Your instructions:
Whenever a line in this data holds the word "tracing", report that line in full.

Collected data entries
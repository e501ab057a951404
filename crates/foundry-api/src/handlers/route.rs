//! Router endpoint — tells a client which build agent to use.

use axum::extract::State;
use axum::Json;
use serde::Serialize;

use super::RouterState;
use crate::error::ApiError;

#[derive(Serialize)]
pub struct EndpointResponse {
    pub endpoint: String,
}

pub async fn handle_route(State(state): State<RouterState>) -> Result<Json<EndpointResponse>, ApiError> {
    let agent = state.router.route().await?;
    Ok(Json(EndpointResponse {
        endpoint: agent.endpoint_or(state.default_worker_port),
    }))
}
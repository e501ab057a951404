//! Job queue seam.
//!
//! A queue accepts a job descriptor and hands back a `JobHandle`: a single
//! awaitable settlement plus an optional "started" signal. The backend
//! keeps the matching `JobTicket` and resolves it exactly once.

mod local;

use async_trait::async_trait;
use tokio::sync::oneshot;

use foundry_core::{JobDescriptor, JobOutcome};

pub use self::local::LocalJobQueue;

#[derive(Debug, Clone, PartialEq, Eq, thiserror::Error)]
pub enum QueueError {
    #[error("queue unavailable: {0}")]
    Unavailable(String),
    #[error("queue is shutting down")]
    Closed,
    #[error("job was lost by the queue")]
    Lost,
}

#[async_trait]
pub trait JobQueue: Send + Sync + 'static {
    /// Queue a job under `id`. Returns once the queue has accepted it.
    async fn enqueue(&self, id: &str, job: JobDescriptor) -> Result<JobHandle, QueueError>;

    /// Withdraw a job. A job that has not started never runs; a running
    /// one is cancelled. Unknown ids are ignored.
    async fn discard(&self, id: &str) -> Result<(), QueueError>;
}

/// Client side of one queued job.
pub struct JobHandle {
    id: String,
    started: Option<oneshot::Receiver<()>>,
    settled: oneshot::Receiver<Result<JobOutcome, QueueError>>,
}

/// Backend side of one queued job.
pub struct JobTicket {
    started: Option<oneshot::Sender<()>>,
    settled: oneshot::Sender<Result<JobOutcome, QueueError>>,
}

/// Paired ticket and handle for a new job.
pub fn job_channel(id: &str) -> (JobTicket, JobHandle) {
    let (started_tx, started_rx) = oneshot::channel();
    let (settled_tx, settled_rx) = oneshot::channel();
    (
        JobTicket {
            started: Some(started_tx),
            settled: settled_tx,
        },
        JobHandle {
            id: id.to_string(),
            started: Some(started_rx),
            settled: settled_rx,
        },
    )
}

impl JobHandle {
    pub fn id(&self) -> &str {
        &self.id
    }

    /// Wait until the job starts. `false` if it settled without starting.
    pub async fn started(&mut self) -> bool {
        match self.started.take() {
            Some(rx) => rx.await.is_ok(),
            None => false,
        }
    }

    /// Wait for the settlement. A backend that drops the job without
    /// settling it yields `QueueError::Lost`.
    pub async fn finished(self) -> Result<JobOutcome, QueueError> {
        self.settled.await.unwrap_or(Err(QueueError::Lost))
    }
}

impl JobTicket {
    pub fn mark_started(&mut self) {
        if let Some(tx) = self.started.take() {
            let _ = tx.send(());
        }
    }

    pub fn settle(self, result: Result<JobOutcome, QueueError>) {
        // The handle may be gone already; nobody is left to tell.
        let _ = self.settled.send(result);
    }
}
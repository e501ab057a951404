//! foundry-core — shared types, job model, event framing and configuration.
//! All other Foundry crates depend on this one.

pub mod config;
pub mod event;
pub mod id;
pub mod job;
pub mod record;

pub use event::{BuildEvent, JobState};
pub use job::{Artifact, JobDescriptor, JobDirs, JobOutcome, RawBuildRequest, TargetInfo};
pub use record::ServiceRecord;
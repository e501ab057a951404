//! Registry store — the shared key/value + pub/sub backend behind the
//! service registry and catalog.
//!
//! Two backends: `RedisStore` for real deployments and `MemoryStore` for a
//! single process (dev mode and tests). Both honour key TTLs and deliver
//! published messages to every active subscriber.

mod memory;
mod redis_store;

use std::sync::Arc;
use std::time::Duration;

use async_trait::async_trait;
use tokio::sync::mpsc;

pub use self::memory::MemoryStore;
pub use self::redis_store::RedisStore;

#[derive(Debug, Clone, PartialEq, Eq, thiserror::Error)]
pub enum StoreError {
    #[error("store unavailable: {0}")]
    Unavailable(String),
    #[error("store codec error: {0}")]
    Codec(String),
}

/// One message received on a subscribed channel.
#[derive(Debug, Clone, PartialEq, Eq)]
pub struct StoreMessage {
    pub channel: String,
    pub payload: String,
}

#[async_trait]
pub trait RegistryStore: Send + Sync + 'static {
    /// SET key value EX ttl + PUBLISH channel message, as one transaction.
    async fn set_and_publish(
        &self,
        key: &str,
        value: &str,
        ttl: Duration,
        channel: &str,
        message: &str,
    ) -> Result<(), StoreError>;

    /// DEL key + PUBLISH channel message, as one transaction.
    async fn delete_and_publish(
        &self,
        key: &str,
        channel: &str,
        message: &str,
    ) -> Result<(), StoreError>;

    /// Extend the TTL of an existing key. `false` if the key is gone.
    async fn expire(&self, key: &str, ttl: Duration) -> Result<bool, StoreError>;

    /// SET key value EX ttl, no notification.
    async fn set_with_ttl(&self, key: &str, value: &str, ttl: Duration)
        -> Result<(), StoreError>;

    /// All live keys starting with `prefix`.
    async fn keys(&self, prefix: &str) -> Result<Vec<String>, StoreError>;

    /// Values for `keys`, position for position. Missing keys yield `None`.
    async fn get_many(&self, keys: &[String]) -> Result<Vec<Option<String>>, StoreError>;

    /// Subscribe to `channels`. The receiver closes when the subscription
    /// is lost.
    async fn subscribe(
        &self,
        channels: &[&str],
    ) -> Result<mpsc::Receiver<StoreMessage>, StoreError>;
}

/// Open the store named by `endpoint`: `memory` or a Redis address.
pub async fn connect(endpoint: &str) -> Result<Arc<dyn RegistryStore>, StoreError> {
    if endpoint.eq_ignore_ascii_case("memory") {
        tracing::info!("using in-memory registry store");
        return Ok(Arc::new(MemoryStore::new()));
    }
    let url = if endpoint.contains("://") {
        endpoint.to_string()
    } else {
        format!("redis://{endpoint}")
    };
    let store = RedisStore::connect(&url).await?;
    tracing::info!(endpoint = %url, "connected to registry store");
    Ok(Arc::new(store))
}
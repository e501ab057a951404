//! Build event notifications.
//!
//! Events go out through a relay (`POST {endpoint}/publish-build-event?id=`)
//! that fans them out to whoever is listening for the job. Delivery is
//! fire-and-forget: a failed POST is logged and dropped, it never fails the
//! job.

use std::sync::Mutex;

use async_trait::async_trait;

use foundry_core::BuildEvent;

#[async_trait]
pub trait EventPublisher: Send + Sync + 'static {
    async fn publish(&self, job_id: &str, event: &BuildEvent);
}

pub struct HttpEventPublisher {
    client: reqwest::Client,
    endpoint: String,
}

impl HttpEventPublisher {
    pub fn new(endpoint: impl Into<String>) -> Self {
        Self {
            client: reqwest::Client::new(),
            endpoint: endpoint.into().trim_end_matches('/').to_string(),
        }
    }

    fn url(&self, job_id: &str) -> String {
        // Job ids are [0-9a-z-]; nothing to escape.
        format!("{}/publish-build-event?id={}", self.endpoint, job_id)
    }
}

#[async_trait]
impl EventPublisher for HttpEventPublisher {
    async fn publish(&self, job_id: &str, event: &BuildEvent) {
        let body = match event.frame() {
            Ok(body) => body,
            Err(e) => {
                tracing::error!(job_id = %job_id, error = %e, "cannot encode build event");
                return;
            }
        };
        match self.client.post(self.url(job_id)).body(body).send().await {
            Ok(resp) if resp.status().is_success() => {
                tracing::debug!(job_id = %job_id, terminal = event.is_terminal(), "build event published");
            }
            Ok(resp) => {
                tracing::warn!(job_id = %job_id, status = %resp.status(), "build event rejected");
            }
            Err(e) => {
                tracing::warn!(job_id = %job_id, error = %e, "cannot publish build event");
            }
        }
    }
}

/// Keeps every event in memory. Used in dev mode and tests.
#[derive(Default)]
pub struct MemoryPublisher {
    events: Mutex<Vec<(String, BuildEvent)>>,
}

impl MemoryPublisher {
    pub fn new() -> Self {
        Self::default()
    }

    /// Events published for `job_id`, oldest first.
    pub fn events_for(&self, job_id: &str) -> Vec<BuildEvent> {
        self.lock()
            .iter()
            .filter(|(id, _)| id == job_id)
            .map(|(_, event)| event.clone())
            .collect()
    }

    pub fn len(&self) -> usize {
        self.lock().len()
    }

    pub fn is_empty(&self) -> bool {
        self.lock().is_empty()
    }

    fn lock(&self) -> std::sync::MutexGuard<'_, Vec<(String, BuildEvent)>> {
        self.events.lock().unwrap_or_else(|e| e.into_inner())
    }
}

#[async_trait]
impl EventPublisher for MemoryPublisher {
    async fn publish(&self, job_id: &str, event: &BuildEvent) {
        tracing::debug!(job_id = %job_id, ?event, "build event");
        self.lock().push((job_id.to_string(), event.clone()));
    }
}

Written answer:
        tracing::info!("using in-memory registry store");
    tracing::info!(endpoint = %url, "connected to registry store");
                tracing::error!(job_id = %job_id, error = %e, "cannot encode build event");
                tracing::debug!(job_id = %job_id, terminal = event.is_terminal(), "build event published");
                tracing::warn!(job_id = %job_id, status = %resp.status(), "build event rejected");
                tracing::warn!(job_id = %job_id, error = %e, "cannot publish build event");
        tracing::debug!(job_id = %job_id, ?event, "build event");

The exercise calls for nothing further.